= Beginning of Section =

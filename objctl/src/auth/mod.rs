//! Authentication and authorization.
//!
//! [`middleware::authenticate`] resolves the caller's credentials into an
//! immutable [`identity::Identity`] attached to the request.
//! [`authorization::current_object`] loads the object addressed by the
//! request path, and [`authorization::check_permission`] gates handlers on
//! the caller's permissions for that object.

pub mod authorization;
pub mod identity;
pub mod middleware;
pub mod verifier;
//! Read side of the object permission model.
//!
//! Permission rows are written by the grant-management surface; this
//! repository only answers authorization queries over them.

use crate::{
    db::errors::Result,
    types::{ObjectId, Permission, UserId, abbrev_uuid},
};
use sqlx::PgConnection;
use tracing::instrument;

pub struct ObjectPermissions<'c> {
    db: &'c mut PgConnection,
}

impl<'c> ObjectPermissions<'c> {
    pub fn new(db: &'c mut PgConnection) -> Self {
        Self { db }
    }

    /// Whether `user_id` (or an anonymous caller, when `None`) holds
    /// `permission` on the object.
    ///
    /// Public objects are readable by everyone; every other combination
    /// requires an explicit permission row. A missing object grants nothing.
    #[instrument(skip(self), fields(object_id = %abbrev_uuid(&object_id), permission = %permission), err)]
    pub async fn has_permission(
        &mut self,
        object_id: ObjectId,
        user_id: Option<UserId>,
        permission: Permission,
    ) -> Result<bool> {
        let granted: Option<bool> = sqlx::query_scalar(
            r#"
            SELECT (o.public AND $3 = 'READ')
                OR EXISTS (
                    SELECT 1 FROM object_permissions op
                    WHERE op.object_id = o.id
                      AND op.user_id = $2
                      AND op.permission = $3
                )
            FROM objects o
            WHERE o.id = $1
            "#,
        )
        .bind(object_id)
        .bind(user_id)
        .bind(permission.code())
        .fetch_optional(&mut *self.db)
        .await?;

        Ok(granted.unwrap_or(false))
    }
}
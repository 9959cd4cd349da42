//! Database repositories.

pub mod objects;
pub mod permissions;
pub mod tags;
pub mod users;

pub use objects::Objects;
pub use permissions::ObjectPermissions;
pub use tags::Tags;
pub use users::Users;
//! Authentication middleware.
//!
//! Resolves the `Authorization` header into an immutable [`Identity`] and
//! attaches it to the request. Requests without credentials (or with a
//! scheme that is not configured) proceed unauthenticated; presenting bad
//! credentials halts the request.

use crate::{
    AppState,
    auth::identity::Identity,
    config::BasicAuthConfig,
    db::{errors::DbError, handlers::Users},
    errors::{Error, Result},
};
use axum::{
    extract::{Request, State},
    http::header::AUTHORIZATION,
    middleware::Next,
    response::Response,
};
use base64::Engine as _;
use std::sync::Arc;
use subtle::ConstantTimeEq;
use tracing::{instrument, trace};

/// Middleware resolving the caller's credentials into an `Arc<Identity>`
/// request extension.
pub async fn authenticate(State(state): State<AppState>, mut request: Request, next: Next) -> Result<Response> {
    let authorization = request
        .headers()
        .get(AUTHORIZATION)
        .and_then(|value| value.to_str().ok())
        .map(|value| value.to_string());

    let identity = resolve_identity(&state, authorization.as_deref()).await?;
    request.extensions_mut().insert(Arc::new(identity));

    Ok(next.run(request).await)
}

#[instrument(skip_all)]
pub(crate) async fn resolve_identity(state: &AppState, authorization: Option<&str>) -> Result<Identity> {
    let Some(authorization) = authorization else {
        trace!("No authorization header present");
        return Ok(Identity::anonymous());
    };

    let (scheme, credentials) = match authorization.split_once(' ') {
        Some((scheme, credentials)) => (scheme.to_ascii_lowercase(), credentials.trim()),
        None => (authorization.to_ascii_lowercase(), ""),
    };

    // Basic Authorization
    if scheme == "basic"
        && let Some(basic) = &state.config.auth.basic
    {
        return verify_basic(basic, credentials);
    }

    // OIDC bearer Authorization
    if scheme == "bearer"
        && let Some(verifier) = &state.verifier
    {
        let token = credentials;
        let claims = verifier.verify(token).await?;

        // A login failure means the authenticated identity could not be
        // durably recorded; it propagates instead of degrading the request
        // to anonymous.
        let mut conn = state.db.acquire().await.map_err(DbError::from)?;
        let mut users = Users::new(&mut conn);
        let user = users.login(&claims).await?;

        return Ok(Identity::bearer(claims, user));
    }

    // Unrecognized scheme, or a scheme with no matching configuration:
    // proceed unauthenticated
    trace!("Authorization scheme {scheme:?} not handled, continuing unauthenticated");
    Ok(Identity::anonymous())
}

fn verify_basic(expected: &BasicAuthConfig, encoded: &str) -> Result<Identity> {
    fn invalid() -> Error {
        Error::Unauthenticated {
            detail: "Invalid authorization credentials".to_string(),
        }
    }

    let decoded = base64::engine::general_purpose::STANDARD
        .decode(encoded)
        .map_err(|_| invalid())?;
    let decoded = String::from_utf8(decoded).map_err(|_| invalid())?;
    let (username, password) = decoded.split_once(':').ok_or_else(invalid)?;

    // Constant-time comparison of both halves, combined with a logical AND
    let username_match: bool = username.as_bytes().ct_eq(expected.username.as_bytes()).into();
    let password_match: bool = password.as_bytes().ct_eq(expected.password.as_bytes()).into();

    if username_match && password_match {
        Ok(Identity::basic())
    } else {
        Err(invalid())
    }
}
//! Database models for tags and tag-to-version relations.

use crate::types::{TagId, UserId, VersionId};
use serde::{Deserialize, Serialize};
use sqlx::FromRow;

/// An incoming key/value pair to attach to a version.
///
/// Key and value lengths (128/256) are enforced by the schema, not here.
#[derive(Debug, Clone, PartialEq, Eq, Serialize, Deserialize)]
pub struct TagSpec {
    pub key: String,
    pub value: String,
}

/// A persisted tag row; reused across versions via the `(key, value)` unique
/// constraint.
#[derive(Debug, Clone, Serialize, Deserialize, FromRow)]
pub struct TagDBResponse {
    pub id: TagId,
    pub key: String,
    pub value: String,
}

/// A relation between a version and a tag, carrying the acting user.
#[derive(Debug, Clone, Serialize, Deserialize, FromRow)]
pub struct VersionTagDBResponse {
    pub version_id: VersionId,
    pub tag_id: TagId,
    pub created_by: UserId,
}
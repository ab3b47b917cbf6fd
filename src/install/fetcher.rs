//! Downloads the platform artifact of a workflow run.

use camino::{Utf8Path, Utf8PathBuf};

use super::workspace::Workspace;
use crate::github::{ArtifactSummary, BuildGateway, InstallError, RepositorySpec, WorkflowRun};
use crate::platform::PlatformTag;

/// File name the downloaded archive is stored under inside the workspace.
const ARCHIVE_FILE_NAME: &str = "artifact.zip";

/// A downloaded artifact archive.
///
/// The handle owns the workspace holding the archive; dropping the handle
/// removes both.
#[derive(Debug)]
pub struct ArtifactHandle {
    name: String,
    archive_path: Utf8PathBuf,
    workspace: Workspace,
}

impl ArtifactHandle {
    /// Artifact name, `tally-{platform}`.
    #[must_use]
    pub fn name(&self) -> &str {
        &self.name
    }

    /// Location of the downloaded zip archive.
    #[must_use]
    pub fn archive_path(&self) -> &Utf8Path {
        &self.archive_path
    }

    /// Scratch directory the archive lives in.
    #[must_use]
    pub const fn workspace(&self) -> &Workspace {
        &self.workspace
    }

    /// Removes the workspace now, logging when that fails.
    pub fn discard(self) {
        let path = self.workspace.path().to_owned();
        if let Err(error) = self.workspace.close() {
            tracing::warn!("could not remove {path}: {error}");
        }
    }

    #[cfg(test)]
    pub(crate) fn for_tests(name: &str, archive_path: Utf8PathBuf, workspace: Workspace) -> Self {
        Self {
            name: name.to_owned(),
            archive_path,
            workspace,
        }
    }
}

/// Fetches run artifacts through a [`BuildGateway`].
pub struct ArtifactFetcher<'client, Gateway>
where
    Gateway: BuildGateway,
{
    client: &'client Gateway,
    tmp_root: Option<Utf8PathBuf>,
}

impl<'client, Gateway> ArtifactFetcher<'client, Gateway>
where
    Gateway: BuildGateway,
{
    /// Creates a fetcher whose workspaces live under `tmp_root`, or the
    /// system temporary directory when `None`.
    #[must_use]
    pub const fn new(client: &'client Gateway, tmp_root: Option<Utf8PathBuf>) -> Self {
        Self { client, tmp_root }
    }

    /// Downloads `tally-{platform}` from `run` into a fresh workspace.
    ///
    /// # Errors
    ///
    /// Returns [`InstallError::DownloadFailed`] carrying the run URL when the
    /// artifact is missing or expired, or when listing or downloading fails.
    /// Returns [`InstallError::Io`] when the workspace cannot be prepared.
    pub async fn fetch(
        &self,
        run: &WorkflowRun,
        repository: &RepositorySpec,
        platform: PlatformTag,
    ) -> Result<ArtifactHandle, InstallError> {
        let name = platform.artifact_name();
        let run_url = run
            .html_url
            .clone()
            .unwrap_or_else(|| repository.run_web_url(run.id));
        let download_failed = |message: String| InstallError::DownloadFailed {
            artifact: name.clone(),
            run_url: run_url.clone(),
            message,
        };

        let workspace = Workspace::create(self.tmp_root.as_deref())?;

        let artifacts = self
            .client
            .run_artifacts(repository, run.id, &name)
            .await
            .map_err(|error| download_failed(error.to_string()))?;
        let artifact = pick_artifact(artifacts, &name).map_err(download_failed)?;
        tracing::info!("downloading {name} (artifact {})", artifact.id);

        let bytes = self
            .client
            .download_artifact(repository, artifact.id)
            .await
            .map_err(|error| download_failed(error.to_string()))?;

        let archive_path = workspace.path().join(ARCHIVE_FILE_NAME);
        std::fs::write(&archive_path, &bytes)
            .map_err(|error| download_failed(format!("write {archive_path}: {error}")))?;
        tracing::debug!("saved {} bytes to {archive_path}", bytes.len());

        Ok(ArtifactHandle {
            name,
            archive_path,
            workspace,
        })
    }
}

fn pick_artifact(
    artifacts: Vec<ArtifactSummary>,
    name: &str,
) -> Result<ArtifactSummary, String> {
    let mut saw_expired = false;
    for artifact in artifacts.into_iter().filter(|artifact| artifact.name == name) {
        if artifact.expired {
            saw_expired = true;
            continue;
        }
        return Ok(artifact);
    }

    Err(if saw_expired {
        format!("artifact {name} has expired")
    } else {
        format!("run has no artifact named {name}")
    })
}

= End of Section =

Copy each line of the records above that carries the word "verifier".

**TASK OUTPUT:**
pub mod verifier;
        && let Some(verifier) = &state.verifier
        let claims = verifier.verify(token).await?;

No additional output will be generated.